If no reference point is given, the nadir point of the set x is determined and a positive offset with default 1 is added. This is to ensure that the reference point is dominated by all of the points in the reference set (anti-optimality property).

Note

Keep in mind that this function assumes all objectives to be minimized. In case at least one objective is to be maximized, the data needs to be transformed accordingly in advance.

References

[1] E. Zitzler and L. Thiele. Multiobjective Optimization Using Evolutionary Algorithms - A Comparative Case Study. In Conference on Parallel Problem Solving from Nature (PPSN V), volume 1498 of LNCS, pages 292–301, 1998.
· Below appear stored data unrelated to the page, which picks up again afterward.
//! # Account model and write payloads
//!
//! Three representations of a staff account:
//!
//! - [`Account`] — the record as read from the backend. The credential is
//!   write-only and never appears here.
//! - [`NewAccount`] — the create payload; the credential is required.
//! - [`AccountUpdate`] — the update payload; a `None` credential is omitted
//!   from the JSON entirely, which the server interprets as "unchanged".

use chrono::{DateTime, Utc};
use serde::{Deserialize, Serialize};

/// Staff roles recognised by the backend.
#[derive(Clone, Copy, Debug, PartialEq, Eq, Serialize, Deserialize)]
#[serde(rename_all = "lowercase")]
pub enum AccountRole {
    Tech,
    Manager,
    Superadmin,
}

impl AccountRole {
    /// Wire value, as used in role-scoped routes like `/users/tech`.
    pub fn as_str(&self) -> &'static str {
        match self {
            AccountRole::Tech => "tech",
            AccountRole::Manager => "manager",
            AccountRole::Superadmin => "superadmin",
        }
    }

    /// Human-readable label for table cells and role pickers.
    pub fn label(&self) -> &'static str {
        match self {
            AccountRole::Tech => "Tech",
            AccountRole::Manager => "Manager",
            AccountRole::Superadmin => "Super Admin",
        }
    }
}

/// A staff account as returned by the `/users` routes.
#[derive(Clone, Debug, PartialEq, Serialize, Deserialize)]
#[serde(rename_all = "camelCase")]
pub struct Account {
    /// Server-issued identifier, never reassigned. Older routes still emit
    /// the Mongo-style `_id` spelling.
    #[serde(alias = "_id", deserialize_with = "super::id_string")]
    pub id: String,
    pub name: String,
    pub email: String,
    pub role: AccountRole,
    #[serde(default)]
    pub is_active: bool,
    #[serde(default)]
    pub created_at: Option<DateTime<Utc>>,
}

/// Payload for `POST /users/`.
#[derive(Clone, Debug, PartialEq, Serialize)]
#[serde(rename_all = "camelCase")]
pub struct NewAccount {
    pub name: String,
    pub email: String,
    pub password: String,
    pub role: AccountRole,
    pub is_active: bool,
}

/// Payload for `PUT /users/{id}/`.
#[derive(Clone, Debug, PartialEq, Serialize)]
#[serde(rename_all = "camelCase")]
pub struct AccountUpdate {
    pub name: String,
    pub email: String,
    pub role: AccountRole,
    pub is_active: bool,
    /// `None` leaves the stored credential untouched; the key must not be
    /// present in the JSON at all in that case.
    #[serde(skip_serializing_if = "Option::is_none")]
    pub password: Option<String>,
}

#[cfg(test)]
mod tests {
    use super::*;
    use serde_json::json;

    #[test]
    fn reads_mongo_style_id() {
        let account: Account = serde_json::from_value(json!({
            "_id": "abc123",
            "name": "Ray",
            "email": "ray@fieldops.dev",
            "role": "tech",
            "isActive": true,
            "createdAt": "2026-07-01T12:00:00Z",
        }))
        .unwrap();
        assert_eq!(account.id, "abc123");
        assert_eq!(account.role, AccountRole::Tech);
        assert!(account.is_active);
        assert!(account.created_at.is_some());
    }

    #[test]
    fn missing_optional_fields_default() {
        let account: Account = serde_json::from_value(json!({
            "id": 7,
            "name": "Ray",
            "email": "ray@fieldops.dev",
            "role": "superadmin",
        }))
        .unwrap();
        assert_eq!(account.id, "7");
        assert!(!account.is_active);
        assert!(account.created_at.is_none());
    }

    #[test]
    fn update_omits_unset_credential() {
        let update = AccountUpdate {
            name: "Jane".into(),
            email: "jane@x.com".into(),
            role: AccountRole::Manager,
            is_active: true,
            password: None,
        };
        let value = serde_json::to_value(&update).unwrap();
        assert!(value.get("password").is_none());

        let update = AccountUpdate {
            password: Some("secret".into()),
            ..update
        };
        let value = serde_json::to_value(&update).unwrap();
        assert_eq!(value["password"], "secret");
    }

    #[test]
    fn roles_round_trip_lowercase() {
        assert_eq!(serde_json::to_value(AccountRole::Superadmin).unwrap(), "superadmin");
        let role: AccountRole = serde_json::from_value(json!("manager")).unwrap();
        assert_eq!(role, AccountRole::Manager);
    }
}
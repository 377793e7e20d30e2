//! Placeholder screens for the product areas that are not built yet.
//! One parametrized view, one thin route component per page.

use dioxus::prelude::*;

use ui::icons::FaHelmetSafety;
use ui::Icon;

use super::shell::AppShell;

#[component]
fn ComingSoonView(title: String) -> Element {
    rsx! {
        AppShell {
            title: "{title}",
            div {
                class: "coming-soon",
                Icon { icon: FaHelmetSafety, width: 32, height: 32 }
                h2 { "Coming soon" }
                p { "The {title} area is under construction." }
            }
        }
    }
}

#[component]
pub fn Jobs() -> Element {
    rsx! { ComingSoonView { title: "Jobs" } }
}

#[component]
pub fn Scheduling() -> Element {
    rsx! { ComingSoonView { title: "Scheduling" } }
}

#[component]
pub fn Dispatch() -> Element {
    rsx! { ComingSoonView { title: "Dispatch" } }
}

#[component]
pub fn Estimates() -> Element {
    rsx! { ComingSoonView { title: "Estimates" } }
}

#[component]
pub fn Invoices() -> Element {
    rsx! { ComingSoonView { title: "Invoices" } }
}

#[component]
pub fn Inventory() -> Element {
    rsx! { ComingSoonView { title: "Inventory" } }
}

#[component]
pub fn Reports() -> Element {
    rsx! { ComingSoonView { title: "Reports" } }
}

#[component]
pub fn TimeTracking() -> Element {
    rsx! { ComingSoonView { title: "Time Tracking" } }
}

#[component]
pub fn Settings() -> Element {
    rsx! { ComingSoonView { title: "Settings" } }
}
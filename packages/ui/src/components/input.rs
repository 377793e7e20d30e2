use dioxus::prelude::*;

#[component]
pub fn Input(
    #[props(default = String::new())] id: String,
    #[props(default = "text".to_string())] r#type: String,
    #[props(default = String::new())] placeholder: String,
    #[props(default = String::new())] class: String,
    value: String,
    oninput: EventHandler<FormEvent>,
) -> Element {
    let type_attr = r#type;
    rsx! {
        input {
            id: "{id}",
            r#type: "{type_attr}",
            class: "input {class}",
            placeholder: "{placeholder}",
            value: "{value}",
            oninput: move |evt| oninput.call(evt),
        }
    }
}
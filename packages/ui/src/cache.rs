//! # Collection cache
//!
//! One explicit store per record type, mapping a cache key (a logical
//! remote collection, see [`keys`]) to the last fetched rows and when they
//! arrived. Shared across every consumer of that key via a context signal.
//!
//! Invalidation is the only cross-layer write path: after a successful
//! mutation the coordinator calls [`CollectionCache::invalidate`], which
//! drops the entry and bumps its generation counter. Loaders subscribe to
//! the generation, so the next read goes back to the server — there is no
//! client-side merge of mutation results.

use std::collections::HashMap;

/// How long a fetched collection stays fresh: remounting within this window
/// serves the cached rows without a request.
pub const FRESH_WINDOW_SECS: i64 = 30;

/// Interval of the background refresh loop.
pub const REFRESH_INTERVAL_SECS: u64 = 60;

/// Cache keys for the remote collections the dashboard reads.
pub mod keys {
    pub const USERS_ALL: &str = "users:all";
    pub const USERS_MANAGER: &str = "users:manager";
    pub const USERS_TECH: &str = "users:tech";
    pub const LOCATES: &str = "locates";
    pub const WORK_ORDERS_TODAY: &str = "work-orders-today";
}

/// A fetched collection plus its arrival time.
#[derive(Clone, Debug, PartialEq)]
pub struct CachedCollection<T> {
    pub items: Vec<T>,
    pub fetched_at: i64,
}

impl<T> CachedCollection<T> {
    pub fn is_fresh(&self, now: i64) -> bool {
        now.saturating_sub(self.fetched_at) < FRESH_WINDOW_SECS
    }
}

/// Cache-key → collection store for one record type.
#[derive(Clone, Debug)]
pub struct CollectionCache<T> {
    entries: HashMap<String, CachedCollection<T>>,
    generations: HashMap<String, u64>,
}

impl<T> Default for CollectionCache<T> {
    fn default() -> Self {
        Self {
            entries: HashMap::new(),
            generations: HashMap::new(),
        }
    }
}

impl<T: Clone> CollectionCache<T> {
    pub fn new() -> Self {
        Self::default()
    }

    pub fn get(&self, key: &str) -> Option<&CachedCollection<T>> {
        self.entries.get(key)
    }

    /// The cached rows for `key`, if they are still inside the freshness
    /// window at `now`.
    pub fn fresh_items(&self, key: &str, now: i64) -> Option<Vec<T>> {
        self.entries
            .get(key)
            .filter(|entry| entry.is_fresh(now))
            .map(|entry| entry.items.clone())
    }

    /// Record a successful fetch.
    pub fn store(&mut self, key: &str, items: Vec<T>, now: i64) {
        self.entries
            .insert(key.to_string(), CachedCollection { items, fetched_at: now });
    }

    /// Drop the entry for `key` and bump its generation, forcing the next
    /// read of that key back to the server.
    pub fn invalidate(&mut self, key: &str) {
        self.entries.remove(key);
        *self.generations.entry(key.to_string()).or_insert(0) += 1;
    }

    /// Monotonic counter bumped by [`invalidate`](Self::invalidate).
    /// Loaders read it to re-run after a mutation.
    pub fn generation(&self, key: &str) -> u64 {
        self.generations.get(key).copied().unwrap_or(0)
    }
}

#[cfg(test)]
mod tests {
    use super::*;

    #[test]
    fn fresh_within_window_stale_after() {
        let mut cache = CollectionCache::new();
        cache.store("users:all", vec![1, 2, 3], 1_000);

        assert_eq!(cache.fresh_items("users:all", 1_000), Some(vec![1, 2, 3]));
        assert_eq!(
            cache.fresh_items("users:all", 1_000 + FRESH_WINDOW_SECS - 1),
            Some(vec![1, 2, 3])
        );
        assert_eq!(cache.fresh_items("users:all", 1_000 + FRESH_WINDOW_SECS), None);
    }

    #[test]
    fn unknown_key_is_a_miss() {
        let cache = CollectionCache::<i32>::new();
        assert_eq!(cache.fresh_items("users:all", 0), None);
        assert_eq!(cache.generation("users:all"), 0);
    }

    #[test]
    fn invalidate_drops_entry_and_bumps_generation() {
        let mut cache = CollectionCache::new();
        cache.store("users:all", vec![1], 1_000);

        cache.invalidate("users:all");
        assert!(cache.get("users:all").is_none());
        assert_eq!(cache.generation("users:all"), 1);

        cache.invalidate("users:all");
        assert_eq!(cache.generation("users:all"), 2);
    }

    #[test]
    fn keys_are_independent() {
        let mut cache = CollectionCache::new();
        cache.store("users:all", vec![1], 1_000);
        cache.store("users:tech", vec![2], 1_000);

        cache.invalidate("users:all");
        assert!(cache.get("users:all").is_none());
        assert_eq!(cache.fresh_items("users:tech", 1_000), Some(vec![2]));
        assert_eq!(cache.generation("users:tech"), 0);
    }

    #[test]
    fn store_replaces_previous_entry() {
        let mut cache = CollectionCache::new();
        cache.store("locates", vec![1], 1_000);
        cache.store("locates", vec![9, 9], 2_000);
        let entry = cache.get("locates").unwrap();
        assert_eq!(entry.items, vec![9, 9]);
        assert_eq!(entry.fetched_at, 2_000);
    }
}
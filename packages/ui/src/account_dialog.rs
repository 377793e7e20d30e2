use dioxus::prelude::*;

use api::{Account, AccountRole};

use crate::accounts::AccountForm;
use crate::components::{Button, ButtonVariant, Input, Label};

/// Create/edit form for one account.
///
/// Submit stays disabled until the required fields are present: name and
/// email always, the credential only when creating — on edit a blank
/// credential means "keep the current one" and is omitted from the
/// payload.
#[component]
pub fn AccountDialog(
    /// `None` for create, `Some` for edit.
    editing: Option<Account>,
    form: Signal<AccountForm>,
    /// True while the submit is in flight; disables both buttons.
    busy: bool,
    on_submit: EventHandler<()>,
    on_cancel: EventHandler<()>,
) -> Element {
    let creating = editing.is_none();
    let mut form = form;
    let can_submit = form.read().is_valid(creating) && !busy;

    rsx! {
        div {
            class: "dialog-body",
            h2 {
                class: "dialog-title",
                if creating { "New Account" } else { "Edit Account" }
            }

            div {
                class: "dialog-field",
                Label { html_for: "account-name", "Name" }
                Input {
                    id: "account-name",
                    r#type: "text",
                    placeholder: "Full name",
                    value: form.read().name.clone(),
                    oninput: move |evt: FormEvent| form.write().name = evt.value(),
                }
            }

            div {
                class: "dialog-field",
                Label { html_for: "account-email", "Email" }
                Input {
                    id: "account-email",
                    r#type: "email",
                    placeholder: "name@company.com",
                    value: form.read().email.clone(),
                    oninput: move |evt: FormEvent| form.write().email = evt.value(),
                }
            }

            div {
                class: "dialog-field",
                Label { html_for: "account-password", "Password" }
                Input {
                    id: "account-password",
                    r#type: "password",
                    placeholder: if creating { "Required".to_string() } else { "Leave blank to keep current".to_string() },
                    value: form.read().password.clone(),
                    oninput: move |evt: FormEvent| form.write().password = evt.value(),
                }
            }

            div {
                class: "dialog-field",
                Label { html_for: "account-role", "Role" }
                select {
                    id: "account-role",
                    class: "input",
                    value: "{form.read().role.as_str()}",
                    onchange: move |evt| {
                        form.write().role = match evt.value().as_str() {
                            "manager" => AccountRole::Manager,
                            "superadmin" => AccountRole::Superadmin,
                            _ => AccountRole::Tech,
                        };
                    },
                    option { value: "tech", "Tech" }
                    option { value: "manager", "Manager" }
                    option { value: "superadmin", "Super Admin" }
                }
            }

            div {
                class: "dialog-field dialog-field-inline",
                input {
                    id: "account-active",
                    r#type: "checkbox",
                    checked: form.read().is_active,
                    onchange: move |evt| form.write().is_active = evt.checked(),
                }
                Label { html_for: "account-active", "Active" }
            }

            div {
                class: "dialog-actions",
                Button {
                    variant: ButtonVariant::Primary,
                    disabled: !can_submit,
                    onclick: move |_| on_submit.call(()),
                    if busy { "Saving..." } else if creating { "Create" } else { "Save changes" }
                }
                Button {
                    variant: ButtonVariant::Outline,
                    disabled: busy,
                    onclick: move |_| on_cancel.call(()),
                    "Cancel"
                }
            }
        }
    }
}
use dioxus::prelude::*;

use ui::icons::{FaGaugeHigh, FaScrewdriverWrench, FaUsers};
use ui::{Icon, NotificationCenter};

use crate::Route;

/// Dashboard chrome: sidebar navigation plus a header with the page title
/// and the notification bell. Every screen renders inside this shell.
#[component]
pub fn AppShell(title: String, children: Element) -> Element {
    rsx! {
        div {
            class: "app-shell",

            aside {
                class: "app-sidebar",
                div {
                    class: "app-brand",
                    Icon { icon: FaScrewdriverWrench, width: 18, height: 18 }
                    span { "FieldOps" }
                }

                nav {
                    class: "app-nav",

                    div { class: "app-nav-section", "Overview" }
                    Link { to: Route::Dashboard {}, class: "app-nav-link",
                        Icon { icon: FaGaugeHigh, width: 14, height: 14 }
                        "Dashboard"
                    }

                    div { class: "app-nav-section", "Team" }
                    Link { to: Route::Users {}, class: "app-nav-link",
                        Icon { icon: FaUsers, width: 14, height: 14 }
                        "Users"
                    }
                    Link { to: Route::Managers {}, class: "app-nav-link", "Managers" }
                    Link { to: Route::Techs {}, class: "app-nav-link", "Techs" }

                    div { class: "app-nav-section", "Operations" }
                    Link { to: Route::Jobs {}, class: "app-nav-link", "Jobs" }
                    Link { to: Route::Scheduling {}, class: "app-nav-link", "Scheduling" }
                    Link { to: Route::Dispatch {}, class: "app-nav-link", "Dispatch" }

                    div { class: "app-nav-section", "Billing" }
                    Link { to: Route::Estimates {}, class: "app-nav-link", "Estimates" }
                    Link { to: Route::Invoices {}, class: "app-nav-link", "Invoices" }

                    div { class: "app-nav-section", "Company" }
                    Link { to: Route::Inventory {}, class: "app-nav-link", "Inventory" }
                    Link { to: Route::Reports {}, class: "app-nav-link", "Reports" }
                    Link { to: Route::TimeTracking {}, class: "app-nav-link", "Time Tracking" }
                    Link { to: Route::Settings {}, class: "app-nav-link", "Settings" }
                }
            }

            div {
                class: "app-main",
                header {
                    class: "app-header",
                    h1 { class: "app-title", "{title}" }
                    NotificationCenter {}
                }
                main {
                    class: "app-content",
                    {children}
                }
            }
        }
    }
}
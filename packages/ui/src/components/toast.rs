//! Transient toast notifications.
//!
//! Mutations report their outcome here: a toast appears, lives for
//! [`ToastOptions::duration_secs`] (3 s by default) and removes itself.
//! [`ToastProvider`] owns the stack and renders it above the app.

use dioxus::prelude::*;

use crate::time::sleep_secs;

const TOAST_CSS: Asset = asset!("/assets/styling/toast.css");

/// Default lifetime of a toast, in seconds.
pub const DEFAULT_TOAST_SECS: u64 = 3;

#[derive(Clone, Copy, Debug, PartialEq, Eq)]
pub enum ToastLevel {
    Success,
    Error,
}

#[derive(Clone, Debug, PartialEq)]
pub struct Toast {
    pub id: u64,
    pub level: ToastLevel,
    pub text: String,
}

#[derive(Clone, Debug, Default)]
struct ToastStack {
    toasts: Vec<Toast>,
    next_id: u64,
}

/// Per-toast display options.
#[derive(Clone, Copy, Debug, PartialEq, Eq)]
pub struct ToastOptions {
    pub duration_secs: u64,
}

impl ToastOptions {
    pub fn new() -> Self {
        Self {
            duration_secs: DEFAULT_TOAST_SECS,
        }
    }

    pub fn duration_secs(mut self, secs: u64) -> Self {
        self.duration_secs = secs;
        self
    }
}

impl Default for ToastOptions {
    fn default() -> Self {
        Self::new()
    }
}

/// Handle for pushing toasts. `Copy`; obtained via [`use_toast`].
#[derive(Clone, Copy, PartialEq)]
pub struct ToastHandle {
    stack: Signal<ToastStack>,
}

impl ToastHandle {
    pub fn success(&self, text: impl Into<String>, options: ToastOptions) {
        self.push(ToastLevel::Success, text.into(), options);
    }

    pub fn error(&self, text: impl Into<String>, options: ToastOptions) {
        self.push(ToastLevel::Error, text.into(), options);
    }

    fn push(&self, level: ToastLevel, text: String, options: ToastOptions) {
        let mut stack = self.stack;
        let id = {
            let mut s = stack.write();
            s.next_id += 1;
            let id = s.next_id;
            s.toasts.push(Toast { id, level, text });
            id
        };
        spawn(async move {
            sleep_secs(options.duration_secs).await;
            stack.write().toasts.retain(|t| t.id != id);
        });
    }
}

/// Access the toast stack provided by [`ToastProvider`].
pub fn use_toast() -> ToastHandle {
    ToastHandle {
        stack: use_context::<Signal<ToastStack>>(),
    }
}

/// Owns the toast stack and renders it in a fixed corner overlay.
#[component]
pub fn ToastProvider(children: Element) -> Element {
    let stack = use_context_provider(|| Signal::new(ToastStack::default()));
    let toasts = stack.read().toasts.clone();

    rsx! {
        document::Stylesheet { href: TOAST_CSS }

        {children}

        div {
            class: "toast-stack",
            for toast in toasts {
                div {
                    key: "{toast.id}",
                    class: match toast.level {
                        ToastLevel::Success => "toast toast-success",
                        ToastLevel::Error => "toast toast-error",
                    },
                    "{toast.text}"
                }
            }
        }
    }
}
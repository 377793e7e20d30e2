use thiserror::Error;

/// Failures surfaced by [`crate::ApiClient`].
///
/// No variant is retried automatically; callers decide whether to re-prompt
/// the user (mutations) or fall back to an empty collection (list reads).
#[derive(Debug, Error)]
pub enum ApiError {
    /// Transport-level failure: DNS, connection refused, body read, or a
    /// response that was not valid JSON at all.
    #[error("network error: {0}")]
    Network(#[from] reqwest::Error),

    /// The backend answered with a non-success status code.
    #[error("server returned {status} for {path}")]
    Status { status: u16, path: String },

    /// The payload was JSON but a record did not match its model.
    #[error("malformed record in response: {0}")]
    Decode(#[from] serde_json::Error),

    /// A list endpoint returned none of the three tolerated shapes
    /// (bare array, `{"data": [...]}`, `{"<key>": [...]}`).
    #[error("unexpected payload shape for `{key}` listing")]
    UnexpectedShape { key: &'static str },
}
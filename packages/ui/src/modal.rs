use dioxus::prelude::*;

const MODAL_CSS: Asset = asset!("/assets/styling/modal.css");

/// A full-screen overlay that centers its children in a modal card.
/// Clicking outside the card triggers `on_close`.
#[component]
pub fn ModalOverlay(on_close: EventHandler<()>, children: Element) -> Element {
    rsx! {
        document::Stylesheet { href: MODAL_CSS }

        div {
            class: "modal-backdrop",
            onclick: move |_| on_close.call(()),
            div {
                class: "modal-card",
                onclick: move |evt: Event<MouseData>| evt.stop_propagation(),
                {children}
            }
        }
    }
}
use dioxus::prelude::*;

use ui::AppProviders;
use views::{
    Dashboard, Dispatch, Estimates, Inventory, Invoices, Jobs, Managers, Reports, Scheduling,
    Settings, Techs, TimeTracking, Users,
};

mod views;

#[derive(Debug, Clone, Routable, PartialEq)]
#[rustfmt::skip]
enum Route {
    #[route("/")]
    Dashboard {},
    #[route("/users")]
    Users {},
    #[route("/managers")]
    Managers {},
    #[route("/techs")]
    Techs {},
    #[route("/jobs")]
    Jobs {},
    #[route("/scheduling")]
    Scheduling {},
    #[route("/dispatch")]
    Dispatch {},
    #[route("/estimates")]
    Estimates {},
    #[route("/invoices")]
    Invoices {},
    #[route("/inventory")]
    Inventory {},
    #[route("/reports")]
    Reports {},
    #[route("/time-tracking")]
    TimeTracking {},
    #[route("/settings")]
    Settings {},
}

const MAIN_CSS: Asset = asset!("/assets/main.css");

fn main() {
    dioxus::launch(App);
}

#[component]
fn App() -> Element {
    rsx! {
        document::Link { rel: "stylesheet", href: MAIN_CSS }

        AppProviders {
            Router::<Route> {}
        }
    }
}
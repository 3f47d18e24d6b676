//! HTTP surface of lake-level-api.
//!
//! Handlers are deliberately thin; the only domain route is `/api/current`.

use std::sync::Arc;

use axum::{
    routing::{any, get},
    Router,
};

use crate::state::AppState;

pub mod current;
pub mod health;
pub mod request_id;
pub mod warmup;

/// Build the application router.
///
/// `/api/current` is registered for every method; the others are `GET` only.
pub fn router(state: Arc<AppState>) -> Router {
    Router::new()
        .route("/", get(warmup::warmup))
        .route("/healthz", get(health::healthz))
        .route("/api/current", any(current::current))
        .with_state(state)
}
//! Request ID middleware for lake-level-api.
//!
//! Every inbound request is assigned an `X-Request-ID`:
//!
//! - Accepted from the caller if they already provide one
//! - Freshly generated (UUID v4) otherwise
//! - Echoed back in the `X-Request-ID` response header
//! - Wrapped in a [`tracing`] span so every log line for the request includes it

use axum::{extract::Request, http::HeaderValue, middleware::Next, response::Response};
use tracing::Instrument as _;
use uuid::Uuid;

const HEADER: &str = "x-request-id";

/// Axum middleware that tags every request with an ID.
///
/// Apply this **inside** the `tower_http::TraceLayer` so it runs within the
/// trace span.
pub async fn request_id_middleware(req: Request, next: Next) -> Response {
    let id = req
        .headers()
        .get(HEADER)
        .and_then(|v| v.to_str().ok())
        .filter(|v| !v.is_empty())
        .map(String::from)
        .unwrap_or_else(|| Uuid::new_v4().to_string());

    let span = tracing::debug_span!("request_id", id = %id);
    let mut response = next.run(req).instrument(span).await;

    if let Ok(value) = HeaderValue::from_str(&id) {
        response.headers_mut().insert(HEADER, value);
    }

    response
}
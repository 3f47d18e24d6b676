//! Shared application state injected into handlers via [`axum::extract::State`].

use std::time::Instant;

use bytes::Bytes;

use crate::model::{CurrentLevel, CURRENT};

/// Immutable per-process state. Handlers only read from it, so it lives behind
/// a plain `Arc` with no locking.
pub struct AppState {
    /// Pre-rendered `/api/current` body; cloning [`Bytes`] is a refcount bump.
    pub current_body: Bytes,
    /// Process start time — used to compute uptime for `/healthz`.
    pub started_at: Instant,
}

impl AppState {
    pub fn new(reading: CurrentLevel) -> Self {
        Self {
            current_body: Bytes::from(reading.to_json_body()),
            started_at: Instant::now(),
        }
    }
}

impl Default for AppState {
    fn default() -> Self {
        Self::new(CURRENT)
    }
}
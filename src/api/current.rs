//! `/api/current` — the current lake level reading.

use std::sync::Arc;

use axum::{extract::State, http::header, response::IntoResponse};

use crate::state::AppState;

/// Any method on `/api/current` — returns the pre-rendered reading.
///
/// Method, query string, headers and body are all ignored. Example response:
/// ```json
/// {"level": 3570.42, "status": "OK"}
/// ```
pub async fn current(State(state): State<Arc<AppState>>) -> impl IntoResponse {
    (
        [(header::CONTENT_TYPE, "application/json")],
        state.current_body.clone(),
    )
}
[2] Knowles, J. D., Thiele, L. and Zitzler, E. A tutorial on the performance assessment of stochastive multiobjective optimizers. TIK-Report No. 214, Computer Engineering and Networks Laboratory, ETH Zurich, February 2006 (Revised version. First version, January 2005). doi: 10.3929/ethz-b-000023822.

[3] M. Emmerich, N. Beume, and B. Naujoks. An EMO Algorithm Using the Hypervolume Measure as Selection Criterion. In Conference on Evolutionary Multi-Criterion Optimization (EMO 2005), volume 3410 of LNCS, pages 62–76. Springer Berlin, 2005.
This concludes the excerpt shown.